╭─ Source data

//! Connection lifecycle and registration-phase integration tests.

mod common;

use std::sync::Arc;

use parking_lot::Mutex;

use common::{
    CONNECT_FAIL_MSG, CONNECTED_MSG, DISCONNECTED_MSG, ConnectEvent, MockEngine, test_agent,
};
use subagent::engine::{LogSeverity, ProcessOutcome};
use subagent::value::{Value, ValueKind};
use subagent::{Agent, AgentStatus, Error, ObjectExport};

#[test]
fn new_agent_starts_in_registration() {
    let engine = MockEngine::new();
    let agent = test_agent(engine.clone());
    assert_eq!(agent.status(), AgentStatus::Registration);
    assert_eq!(engine.inits.lock().as_slice(), ["test-agent"]);
    assert!(engine.configs.lock()[0].agent_role);
    assert_eq!(
        engine.configs.lock()[0].master_socket.as_deref(),
        Some("tcp:localhost:705")
    );
}

#[tokio::test]
async fn first_connect_failure_is_fatal() {
    let engine = MockEngine::with_connect_script(vec![ConnectEvent::Log(
        LogSeverity::Warning,
        CONNECT_FAIL_MSG,
    )]);
    let sink_lines: Arc<Mutex<Vec<String>>> = Arc::new(Mutex::new(Vec::new()));
    let captured = sink_lines.clone();
    let agent = Agent::builder(engine.clone())
        .name("test-agent")
        .master_socket("tcp:localhost:705")
        .resolver(common::MockResolver::new())
        .log_sink(move |_severity, message| captured.lock().push(message.to_string()))
        .build()
        .unwrap();

    let err = agent.start().await.unwrap_err();
    match err {
        Error::ConnectionFailed { target } => assert_eq!(target, "tcp:localhost:705"),
        other => panic!("expected ConnectionFailed, got {other}"),
    }
    assert_eq!(agent.status(), AgentStatus::ConnectFailed);
    // the failure line is suppressed from the sink; the caller saw the error
    assert!(sink_lines.lock().is_empty());
}

#[tokio::test]
async fn successful_connect_and_idempotent_start() {
    let engine = MockEngine::with_connect_script(vec![ConnectEvent::Log(
        LogSeverity::Info,
        CONNECTED_MSG,
    )]);
    let agent = test_agent(engine.clone());

    agent.start().await.unwrap();
    assert_eq!(agent.status(), AgentStatus::Connected);

    // already connected: start is a no-op, the engine is not reopened
    agent.start().await.unwrap();
    assert_eq!(engine.opens.lock().len(), 1);
}

#[tokio::test]
async fn disconnect_then_reconnect_cycle() {
    let engine = MockEngine::with_connect_script(vec![ConnectEvent::Log(
        LogSeverity::Info,
        CONNECTED_MSG,
    )]);
    let agent = test_agent(engine.clone());
    agent.start().await.unwrap();

    engine.emit_log(LogSeverity::Info, DISCONNECTED_MSG);
    assert_eq!(agent.status(), AgentStatus::Reconnecting);

    // a failure while reconnecting is non-fatal and leaves the status alone
    engine.emit_log(LogSeverity::Warning, CONNECT_FAIL_MSG);
    assert_eq!(agent.status(), AgentStatus::Reconnecting);

    engine.emit_log(LogSeverity::Info, CONNECTED_MSG);
    assert_eq!(agent.status(), AgentStatus::Connected);
}

#[tokio::test]
async fn index_stop_signal_reconnects() {
    let engine = MockEngine::with_connect_script(vec![ConnectEvent::Log(
        LogSeverity::Info,
        CONNECTED_MSG,
    )]);
    let agent = test_agent(engine.clone());
    agent.start().await.unwrap();

    engine.emit_index_stop();
    assert_eq!(agent.status(), AgentStatus::Reconnecting);
}

#[tokio::test]
async fn registration_after_start_fails_for_every_kind() {
    let engine = MockEngine::with_connect_script(vec![ConnectEvent::Log(
        LogSeverity::Info,
        CONNECTED_MSG,
    )]);
    let agent = test_agent(engine.clone());
    agent.start().await.unwrap();

    let err = agent
        .integer32("1.3.6.1.4.1.8072.1.0", 0, true, "", None)
        .unwrap_err();
    assert!(matches!(err, Error::RegistrationAfterStart { .. }));

    let err = agent
        .octet_string("1.3.6.1.4.1.8072.1.1", "x", false, "", None)
        .unwrap_err();
    assert!(matches!(err, Error::RegistrationAfterStart { .. }));

    let err = agent
        .table("TEST-MIB::testTable")
        .index(ValueKind::Integer32)
        .column(2, Value::Integer32(0), false)
        .register()
        .unwrap_err();
    assert!(matches!(err, Error::RegistrationAfterStart { .. }));
}

#[test]
fn scalar_registration_and_registry_listing() {
    let engine = MockEngine::new();
    let agent = test_agent(engine.clone());

    let scalar = agent
        .integer32("TEST-MIB::testScalar.0", 5, true, "", None)
        .unwrap();
    assert_eq!(scalar.get(), Value::Integer32(5));
    assert_eq!(scalar.oid().to_string(), "1.3.6.1.4.1.8072.1.0");
    assert_eq!(agent.format_oid(scalar.oid()), "1.3.6.1.4.1.8072.1.0");
    let resolved = agent.resolve_oid("TEST-MIB::testScalar.0").unwrap();
    assert_eq!(&resolved, scalar.oid());

    agent
        .counter64("1.3.6.1.4.1.8072.1.2", u64::MAX, false, "ctx", None)
        .unwrap();

    let mut contexts = agent.contexts();
    contexts.sort();
    assert_eq!(contexts, ["", "ctx"]);

    let entries = agent.registered("");
    let entry = &entries["TEST-MIB::testScalar.0"];
    assert_eq!(entry.kind, "Integer32");
    assert_eq!(entry.value, ObjectExport::Scalar(Value::Integer32(5)));

    // Counter64 survives externalization at full width
    let entries = agent.registered("ctx");
    assert_eq!(
        entries["1.3.6.1.4.1.8072.1.2"].value,
        ObjectExport::Scalar(Value::Counter64(u64::MAX))
    );
}

#[test]
fn reregistration_overwrites() {
    let engine = MockEngine::new();
    let agent = test_agent(engine.clone());

    agent
        .integer32("1.3.6.1.4.1.8072.1.0", 1, true, "", None)
        .unwrap();
    agent
        .integer32("1.3.6.1.4.1.8072.1.0", 2, true, "", None)
        .unwrap();

    let entries = agent.registered("");
    assert_eq!(entries.len(), 1);
    assert_eq!(
        entries["1.3.6.1.4.1.8072.1.0"].value,
        ObjectExport::Scalar(Value::Integer32(2))
    );
}

#[test]
fn invalid_oid_is_rejected_at_registration() {
    let engine = MockEngine::new();
    // numeric-only agent: no resolver
    let agent = Agent::builder(engine)
        .name("numeric-agent")
        .use_mib_files(false)
        .build()
        .unwrap();

    let err = agent
        .integer32("TEST-MIB::testScalar.0", 0, true, "", None)
        .unwrap_err();
    assert!(matches!(err, Error::InvalidOid { .. }));

    assert!(agent.integer32("1.3.6.1.4", 0, true, "", None).is_ok());
}

#[test]
fn engine_registration_failure_propagates() {
    let engine = MockEngine::new();
    let agent = test_agent(engine.clone());

    *engine.fail_next.lock() = Some(-1);
    let err = agent
        .integer32("1.3.6.1.4.1.8072.1.0", 0, true, "", None)
        .unwrap_err();
    assert!(matches!(err, Error::AgentOperation { code: -1, .. }));
}

#[tokio::test]
async fn process_once_non_blocking_returns_idle() {
    let engine = MockEngine::new();
    let agent = test_agent(engine.clone());
    assert_eq!(
        agent.process_once(false).await.unwrap(),
        ProcessOutcome::Idle
    );
    assert_eq!(
        agent.process_once(true).await.unwrap(),
        ProcessOutcome::Processed
    );
}

#[test]
fn shutdown_reaches_engine() {
    let engine = MockEngine::new();
    let agent = test_agent(engine.clone());
    agent.shutdown().unwrap();
    assert_eq!(engine.shutdowns.lock().as_slice(), ["test-agent"]);
}

#[test]
fn trap_variable_list_shape() {
    let engine = MockEngine::new();
    let agent = test_agent(engine.clone());

    agent
        .trap("TEST-MIB::testNotification")
        .uptime(4711)
        .varbind("1.3.6.1.4.1.8072.1.0", Value::Integer32(7))
        .varbind("1.3.6.1.4.1.8072.1.2", Value::Counter64(u64::MAX))
        .context("trap-ctx")
        .send()
        .unwrap();

    let traps = engine.traps.lock();
    let (varbinds, context) = &traps[0];
    assert_eq!(context.as_deref(), Some("trap-ctx"));
    assert_eq!(varbinds.len(), 4);
    // uptime first, then the notification identity, then the payload
    assert_eq!(varbinds[0].oid.to_string(), "1.3.6.1.2.1.1.3.0");
    assert_eq!(varbinds[0].value, Value::TimeTicks(4711));
    assert_eq!(varbinds[1].oid.to_string(), "1.3.6.1.6.3.1.1.4.1.0");
    assert_eq!(
        varbinds[1].value,
        Value::ObjectIdentifier(subagent::oid!(1, 3, 6, 1, 4, 1, 8072, 9999))
    );
    assert_eq!(varbinds[2].value, Value::Integer32(7));
    assert_eq!(varbinds[3].value, Value::Counter64(u64::MAX));
}

#[test]
fn trap_without_uptime_leads_with_identity() {
    let engine = MockEngine::new();
    let agent = test_agent(engine.clone());

    agent.trap("1.3.6.1.4.1.8072.9999").send().unwrap();

    let traps = engine.traps.lock();
    let (varbinds, context) = &traps[0];
    assert_eq!(context.as_deref(), None);
    assert_eq!(varbinds.len(), 1);
    assert_eq!(varbinds[0].oid.to_string(), "1.3.6.1.6.3.1.1.4.1.0");
}

#[test]
fn easy_trap_passes_codes_through() {
    let engine = MockEngine::new();
    let agent = test_agent(engine.clone());
    agent.send_easy_trap(6, 42).unwrap();
    assert_eq!(engine.easy_traps.lock().as_slice(), [(6, 42)]);
}

#[test]
fn mib_files_are_loaded_through_the_resolver() {
    let engine = MockEngine::new();
    let resolver = common::MockResolver::new();
    let _agent = Agent::builder(engine)
        .name("test-agent")
        .resolver(resolver.clone())
        .mib_file("/usr/share/snmp/mibs/TEST-MIB.txt")
        .build()
        .unwrap();
    assert_eq!(
        resolver.loaded.lock().as_slice(),
        ["/usr/share/snmp/mibs/TEST-MIB.txt"]
    );
}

╰─

What you need to do:
Report how many lines of the entries above contain "testScalar", and give no other output.

Reply:
4